Ma non basta. I preti di "Glesie Furlane" (fedeli epigoni di pre Toni Bellina, maggiormente concentrati in Carnia e nella pedemontana e sempre assenti alla Scense), osteggiarono in ogni modo la prima e unica venuta in Friuli di papa Wojtyla nel 1992 (sollevando un polverone sulla ghiotta stampa locale: vai a leggere ora i resoconti di allora su internet!); non parteciparono assolutamente alla celebrazioni in Aquileia nel maggio 2011 con papa Ratzinger (grandissimo e mite papa dalla rassicurante forza tranquilla che, non a caso, ha indicato il prossimo 2013 come Anno della Fede e della Ri-evangelizzazione).
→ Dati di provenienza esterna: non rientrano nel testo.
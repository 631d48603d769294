use std::sync::OnceLock;

use log::{debug, warn};

/// Width-to-height ratio assumed when no measurement is available.
pub const DEFAULT_CHAR_ASPECT: f32 = 0.5;

/// Source of a measured character cell aspect (glyph width / line height).
pub trait MetricsProbe {
    fn measure(&self) -> Option<f32>;
}

/// Reads the cell geometry the controlling terminal reports.
///
/// Many terminals report zero pixel dimensions; those yield `None`.
#[derive(Clone, Copy, Debug, Default)]
pub struct TerminalProbe;

impl MetricsProbe for TerminalProbe {
    fn measure(&self) -> Option<f32> {
        let size = crossterm::terminal::window_size().ok()?;
        debug!(
            "terminal reports {}x{} cells in {}x{} px",
            size.columns, size.rows, size.width, size.height
        );
        cell_aspect(size.columns, size.rows, size.width, size.height)
    }
}

/// Probe returning a known ratio, for configured overrides and tests.
#[derive(Clone, Copy, Debug)]
pub struct FixedProbe(pub f32);

impl MetricsProbe for FixedProbe {
    fn measure(&self) -> Option<f32> {
        Some(self.0)
    }
}

/// Measure once, falling back to [`DEFAULT_CHAR_ASPECT`] on zero, non-finite
/// or missing results.
pub fn measure_char_aspect(probe: &dyn MetricsProbe) -> f32 {
    match probe.measure() {
        Some(aspect) if aspect.is_finite() && aspect > 0.0 => aspect,
        other => {
            warn!("character aspect unavailable ({other:?}), assuming {DEFAULT_CHAR_ASPECT}");
            DEFAULT_CHAR_ASPECT
        },
    }
}

/// Process-wide terminal measurement, taken on first use.
pub fn cached_char_aspect() -> f32 {
    static ASPECT: OnceLock<f32> = OnceLock::new();
    *ASPECT.get_or_init(|| measure_char_aspect(&TerminalProbe))
}

fn cell_aspect(columns: u16, rows: u16, width_px: u16, height_px: u16) -> Option<f32> {
    if columns == 0 || rows == 0 || width_px == 0 || height_px == 0 {
        return None;
    }
    let cell_width = f32::from(width_px) / f32::from(columns);
    let line_height = f32::from(height_px) / f32::from(rows);
    Some(cell_width / line_height)
}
Per l'arrivo invece del Dalai Lama XIV in Friuli hanno pubblicato una lettera aperta di benvenuto a "Sua Santità" su "La Patrie dal Friûl" del maggio 2012, pagina 16, in cui non solo si esalta e si ringrazia questa figura politico-religiosa tibetana, ma si giunge perfino a paragonare la situazione e la storia del Tibet a quella del Friuli azzardando un fantomatico quanto assurdo e spericolato parallelismo tra la figura dei Dalai Lama e quella dei Patriarchi di Aquileia (biât Friûl e plui biât Tibet)...

Come si vede, taluni preti locali (spesso autoproclamati e reclamizzati operatori culturali o sociali più che silenziosi mediatori del sacro) paiono fortemente suggestionati dalle orientalità mistiche e dal derivante ostentato pauperismo e bramano in cuor loro forse una ideale tunica arancione, che oggi, nella annoiata e opulenta (per quanto ancora?) società occidentale, fa certamente più tendenza e dà maggiore visibilità della scomparsa e lisa (ma gloriosa) tonaca nera, del tutto ignota ai preti carnici e friulani odierni, che preferiscono spesso una banale ordinarietà e a volte una mimetizzante sciatteria esteriore...

[ Mi piace qui ricordare a tal proposito un brano di Vangelo di Giovanni (19,23): "... i soldati, dopo aver crocifisso Gesù, presero le sue vesti e ne fecero quattro parti, una per ciascun soldato; poi presero anche la tunica ma, essendo senza cuciture e tessuta tutta d'un pezzo da cima a fondo (inconsutilis desuper contexta per totum), dissero: Non la stracciamo ma tiriamola a sorte a chi debba toccare...". Da questo contesto, si ricavano tre considerazioni:
1. Cristo non vestiva nè in maniera trasandata e sciatta (finto-proletaria o casual, diremmo oggi) nè in modo ricercato o raffinato (griffato, diremmo oggi); la tunica tessuta tutta d'un pezzo costituiva un capo di abbigliamento assai dignitoso e pregevole, al punto che i soldati, dopo aver diviso le altre sue sobrie vesti, ritennero utile salvaguardare la tunica attribuendola intera ad un solo soldato.
2. E se la tunica di Cristo fosse davvero la metafora dell'abbigliamento del prete ("alter Christus"), sobrio, dignitoso, visibile?
3. Se Cristo fosse andato vestito come taluni preti odierni, che avrebbero fatto i soldati romani del suo abbigliamento?
]

Se dunque gli stessi sacerdoti di Carnia sono tra loro isolati e contrapposti perfino nelle celebrazioni liturgiche (che invece dovrebbero essere animate da spirito di unione e di carità), o addirittura sono galvanizzati dalle ammirate religiosità orientali, che potrà mai avvenire nei tempi prossimi?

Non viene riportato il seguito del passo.